AIM OF THE EXERCISE
From the data below, retype exactly the lines starting with the one that contains "planted chapter, so" and ending with the one that contains "items are ignored.", both included.

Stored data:
- - -
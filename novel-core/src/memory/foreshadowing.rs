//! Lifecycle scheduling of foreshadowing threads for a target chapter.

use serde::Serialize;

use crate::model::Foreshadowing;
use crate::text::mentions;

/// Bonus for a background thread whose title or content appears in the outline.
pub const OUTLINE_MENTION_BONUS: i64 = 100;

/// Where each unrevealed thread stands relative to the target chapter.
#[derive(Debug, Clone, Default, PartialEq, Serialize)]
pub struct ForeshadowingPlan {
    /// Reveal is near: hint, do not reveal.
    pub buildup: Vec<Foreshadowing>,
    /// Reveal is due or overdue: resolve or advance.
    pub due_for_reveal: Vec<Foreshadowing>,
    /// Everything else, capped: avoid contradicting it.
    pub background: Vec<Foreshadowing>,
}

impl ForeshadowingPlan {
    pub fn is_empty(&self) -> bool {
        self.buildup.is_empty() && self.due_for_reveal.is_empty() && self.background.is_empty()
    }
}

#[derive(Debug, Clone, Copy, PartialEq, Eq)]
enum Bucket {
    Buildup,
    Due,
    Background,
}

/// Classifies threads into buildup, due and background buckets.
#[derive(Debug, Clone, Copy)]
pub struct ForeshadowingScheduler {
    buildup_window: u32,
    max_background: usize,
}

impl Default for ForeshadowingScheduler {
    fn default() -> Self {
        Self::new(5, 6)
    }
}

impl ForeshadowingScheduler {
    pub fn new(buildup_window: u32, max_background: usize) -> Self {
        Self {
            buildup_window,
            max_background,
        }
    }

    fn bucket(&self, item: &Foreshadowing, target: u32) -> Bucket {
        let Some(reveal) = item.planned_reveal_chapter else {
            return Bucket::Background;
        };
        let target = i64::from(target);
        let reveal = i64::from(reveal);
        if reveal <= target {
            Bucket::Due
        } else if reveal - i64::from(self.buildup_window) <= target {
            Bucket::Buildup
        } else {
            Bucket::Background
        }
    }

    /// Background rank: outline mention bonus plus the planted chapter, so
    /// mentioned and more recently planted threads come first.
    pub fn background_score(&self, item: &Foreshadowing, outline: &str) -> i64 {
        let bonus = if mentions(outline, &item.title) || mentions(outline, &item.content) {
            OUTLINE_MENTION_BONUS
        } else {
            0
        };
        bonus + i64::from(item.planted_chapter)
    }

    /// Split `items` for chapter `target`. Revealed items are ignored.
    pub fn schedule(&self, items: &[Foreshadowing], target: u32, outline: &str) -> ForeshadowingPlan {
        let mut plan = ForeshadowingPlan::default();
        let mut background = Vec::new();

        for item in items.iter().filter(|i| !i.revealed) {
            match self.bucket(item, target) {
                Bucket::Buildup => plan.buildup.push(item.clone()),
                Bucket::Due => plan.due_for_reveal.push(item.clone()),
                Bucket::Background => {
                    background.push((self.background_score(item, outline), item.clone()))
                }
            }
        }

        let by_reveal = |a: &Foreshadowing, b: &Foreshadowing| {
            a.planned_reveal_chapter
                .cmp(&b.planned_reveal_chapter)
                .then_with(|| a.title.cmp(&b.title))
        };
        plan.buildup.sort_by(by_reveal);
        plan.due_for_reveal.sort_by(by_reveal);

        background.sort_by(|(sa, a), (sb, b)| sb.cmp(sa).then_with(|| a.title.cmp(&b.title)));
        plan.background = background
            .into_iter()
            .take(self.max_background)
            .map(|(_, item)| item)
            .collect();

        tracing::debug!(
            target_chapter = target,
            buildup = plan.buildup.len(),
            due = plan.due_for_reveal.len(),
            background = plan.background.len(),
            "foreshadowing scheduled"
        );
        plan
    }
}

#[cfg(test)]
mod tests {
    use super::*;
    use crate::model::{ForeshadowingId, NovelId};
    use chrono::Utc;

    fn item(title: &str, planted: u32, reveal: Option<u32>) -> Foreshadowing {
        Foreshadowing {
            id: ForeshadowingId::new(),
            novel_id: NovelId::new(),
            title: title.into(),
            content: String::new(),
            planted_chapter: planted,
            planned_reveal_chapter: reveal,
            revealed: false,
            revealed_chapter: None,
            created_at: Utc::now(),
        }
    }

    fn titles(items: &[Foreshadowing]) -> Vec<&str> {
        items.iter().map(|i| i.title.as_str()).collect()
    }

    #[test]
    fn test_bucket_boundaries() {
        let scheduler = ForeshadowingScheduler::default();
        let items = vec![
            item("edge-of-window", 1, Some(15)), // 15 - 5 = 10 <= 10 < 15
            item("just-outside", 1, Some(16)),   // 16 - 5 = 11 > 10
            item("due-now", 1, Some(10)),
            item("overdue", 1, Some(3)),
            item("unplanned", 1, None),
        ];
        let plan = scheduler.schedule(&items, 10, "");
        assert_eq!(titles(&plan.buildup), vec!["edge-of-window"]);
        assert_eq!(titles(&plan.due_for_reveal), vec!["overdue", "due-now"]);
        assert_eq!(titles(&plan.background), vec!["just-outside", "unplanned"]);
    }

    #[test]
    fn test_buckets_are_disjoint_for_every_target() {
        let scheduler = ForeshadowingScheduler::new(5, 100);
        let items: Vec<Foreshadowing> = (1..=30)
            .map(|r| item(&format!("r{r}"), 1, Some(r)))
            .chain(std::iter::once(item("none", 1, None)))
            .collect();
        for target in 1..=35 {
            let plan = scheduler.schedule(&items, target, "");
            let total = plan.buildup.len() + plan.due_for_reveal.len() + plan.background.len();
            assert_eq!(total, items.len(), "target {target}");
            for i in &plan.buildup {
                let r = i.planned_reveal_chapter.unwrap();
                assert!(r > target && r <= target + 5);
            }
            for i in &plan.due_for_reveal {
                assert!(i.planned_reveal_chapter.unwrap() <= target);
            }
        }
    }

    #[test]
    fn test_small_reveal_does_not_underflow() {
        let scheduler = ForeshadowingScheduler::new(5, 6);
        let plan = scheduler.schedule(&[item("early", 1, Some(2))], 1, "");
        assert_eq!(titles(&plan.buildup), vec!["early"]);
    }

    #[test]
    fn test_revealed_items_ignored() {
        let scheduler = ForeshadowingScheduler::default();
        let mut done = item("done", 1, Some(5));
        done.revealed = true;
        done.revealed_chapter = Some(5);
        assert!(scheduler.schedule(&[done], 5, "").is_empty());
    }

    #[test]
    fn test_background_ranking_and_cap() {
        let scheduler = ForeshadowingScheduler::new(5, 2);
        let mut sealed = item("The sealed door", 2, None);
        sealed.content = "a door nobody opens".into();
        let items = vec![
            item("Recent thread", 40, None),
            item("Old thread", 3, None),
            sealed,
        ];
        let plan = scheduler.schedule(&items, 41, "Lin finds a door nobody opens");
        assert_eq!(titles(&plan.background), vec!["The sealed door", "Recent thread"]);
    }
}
- - -
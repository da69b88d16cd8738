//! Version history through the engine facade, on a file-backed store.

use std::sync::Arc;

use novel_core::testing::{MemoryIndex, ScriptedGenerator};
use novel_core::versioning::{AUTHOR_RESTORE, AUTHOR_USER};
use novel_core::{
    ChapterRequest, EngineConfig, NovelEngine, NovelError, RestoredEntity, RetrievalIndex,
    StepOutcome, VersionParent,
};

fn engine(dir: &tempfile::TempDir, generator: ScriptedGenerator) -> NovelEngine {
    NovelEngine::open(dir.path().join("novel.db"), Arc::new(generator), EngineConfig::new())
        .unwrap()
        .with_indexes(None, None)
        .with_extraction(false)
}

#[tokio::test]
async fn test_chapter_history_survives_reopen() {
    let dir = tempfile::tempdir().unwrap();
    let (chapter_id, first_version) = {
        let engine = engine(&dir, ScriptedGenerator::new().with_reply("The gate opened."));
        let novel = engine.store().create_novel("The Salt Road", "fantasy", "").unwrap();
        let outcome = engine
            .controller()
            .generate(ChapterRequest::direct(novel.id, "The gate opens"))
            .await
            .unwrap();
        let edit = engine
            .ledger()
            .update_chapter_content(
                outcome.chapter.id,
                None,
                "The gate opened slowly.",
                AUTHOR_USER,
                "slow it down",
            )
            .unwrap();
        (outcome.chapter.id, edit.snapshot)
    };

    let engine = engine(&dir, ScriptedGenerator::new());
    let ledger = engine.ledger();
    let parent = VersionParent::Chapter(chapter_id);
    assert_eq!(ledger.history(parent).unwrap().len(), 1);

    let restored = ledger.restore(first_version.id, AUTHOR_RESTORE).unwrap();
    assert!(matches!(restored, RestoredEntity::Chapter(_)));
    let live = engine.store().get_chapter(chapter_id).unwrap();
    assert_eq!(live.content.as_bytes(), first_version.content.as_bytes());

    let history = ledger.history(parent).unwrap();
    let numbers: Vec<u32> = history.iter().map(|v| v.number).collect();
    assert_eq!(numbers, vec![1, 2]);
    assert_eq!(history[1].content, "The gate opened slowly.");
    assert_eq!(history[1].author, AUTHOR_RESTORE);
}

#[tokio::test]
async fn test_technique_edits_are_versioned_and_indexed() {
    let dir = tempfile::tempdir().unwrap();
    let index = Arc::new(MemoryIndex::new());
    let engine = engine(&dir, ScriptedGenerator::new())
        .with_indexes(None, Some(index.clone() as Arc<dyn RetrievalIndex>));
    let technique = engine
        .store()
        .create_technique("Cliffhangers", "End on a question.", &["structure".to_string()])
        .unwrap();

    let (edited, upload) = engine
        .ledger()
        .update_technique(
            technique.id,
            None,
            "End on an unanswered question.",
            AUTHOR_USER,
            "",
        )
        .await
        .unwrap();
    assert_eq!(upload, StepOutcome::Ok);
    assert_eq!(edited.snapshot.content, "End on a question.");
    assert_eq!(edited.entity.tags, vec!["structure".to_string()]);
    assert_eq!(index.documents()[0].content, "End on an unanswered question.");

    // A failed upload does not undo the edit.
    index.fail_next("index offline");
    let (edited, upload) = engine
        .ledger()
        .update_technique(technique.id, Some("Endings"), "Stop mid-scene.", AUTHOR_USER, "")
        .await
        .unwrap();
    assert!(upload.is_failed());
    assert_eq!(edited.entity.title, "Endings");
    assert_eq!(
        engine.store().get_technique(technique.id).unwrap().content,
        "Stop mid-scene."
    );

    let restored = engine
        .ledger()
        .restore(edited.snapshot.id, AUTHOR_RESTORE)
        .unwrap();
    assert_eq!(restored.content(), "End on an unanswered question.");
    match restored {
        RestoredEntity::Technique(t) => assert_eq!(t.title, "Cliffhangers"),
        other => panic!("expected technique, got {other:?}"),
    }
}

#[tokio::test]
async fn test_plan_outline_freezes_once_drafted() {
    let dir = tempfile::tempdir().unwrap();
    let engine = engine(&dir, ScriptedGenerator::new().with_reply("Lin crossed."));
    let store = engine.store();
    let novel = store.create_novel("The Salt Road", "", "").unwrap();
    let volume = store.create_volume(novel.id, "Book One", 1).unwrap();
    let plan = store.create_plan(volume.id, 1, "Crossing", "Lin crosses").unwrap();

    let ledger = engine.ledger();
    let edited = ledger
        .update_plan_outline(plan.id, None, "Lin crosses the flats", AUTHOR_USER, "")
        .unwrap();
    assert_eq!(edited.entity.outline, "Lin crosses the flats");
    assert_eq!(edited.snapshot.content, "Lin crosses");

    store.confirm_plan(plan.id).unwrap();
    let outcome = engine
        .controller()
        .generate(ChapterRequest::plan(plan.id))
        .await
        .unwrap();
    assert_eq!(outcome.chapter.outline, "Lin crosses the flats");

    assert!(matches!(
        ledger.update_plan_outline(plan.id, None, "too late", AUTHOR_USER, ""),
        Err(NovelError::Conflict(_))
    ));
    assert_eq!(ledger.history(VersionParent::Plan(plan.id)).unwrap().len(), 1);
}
- - -
EXPECTED OUTPUT
    /// Background rank: outline mention bonus plus the planted chapter, so
    /// mentioned and more recently planted threads come first.
    pub fn background_score(&self, item: &Foreshadowing, outline: &str) -> i64 {
        let bonus = if mentions(outline, &item.title) || mentions(outline, &item.content) {
            OUTLINE_MENTION_BONUS
        } else {
            0
        };
        bonus + i64::from(item.planted_chapter)
    }

    /// Split `items` for chapter `target`. Revealed items are ignored.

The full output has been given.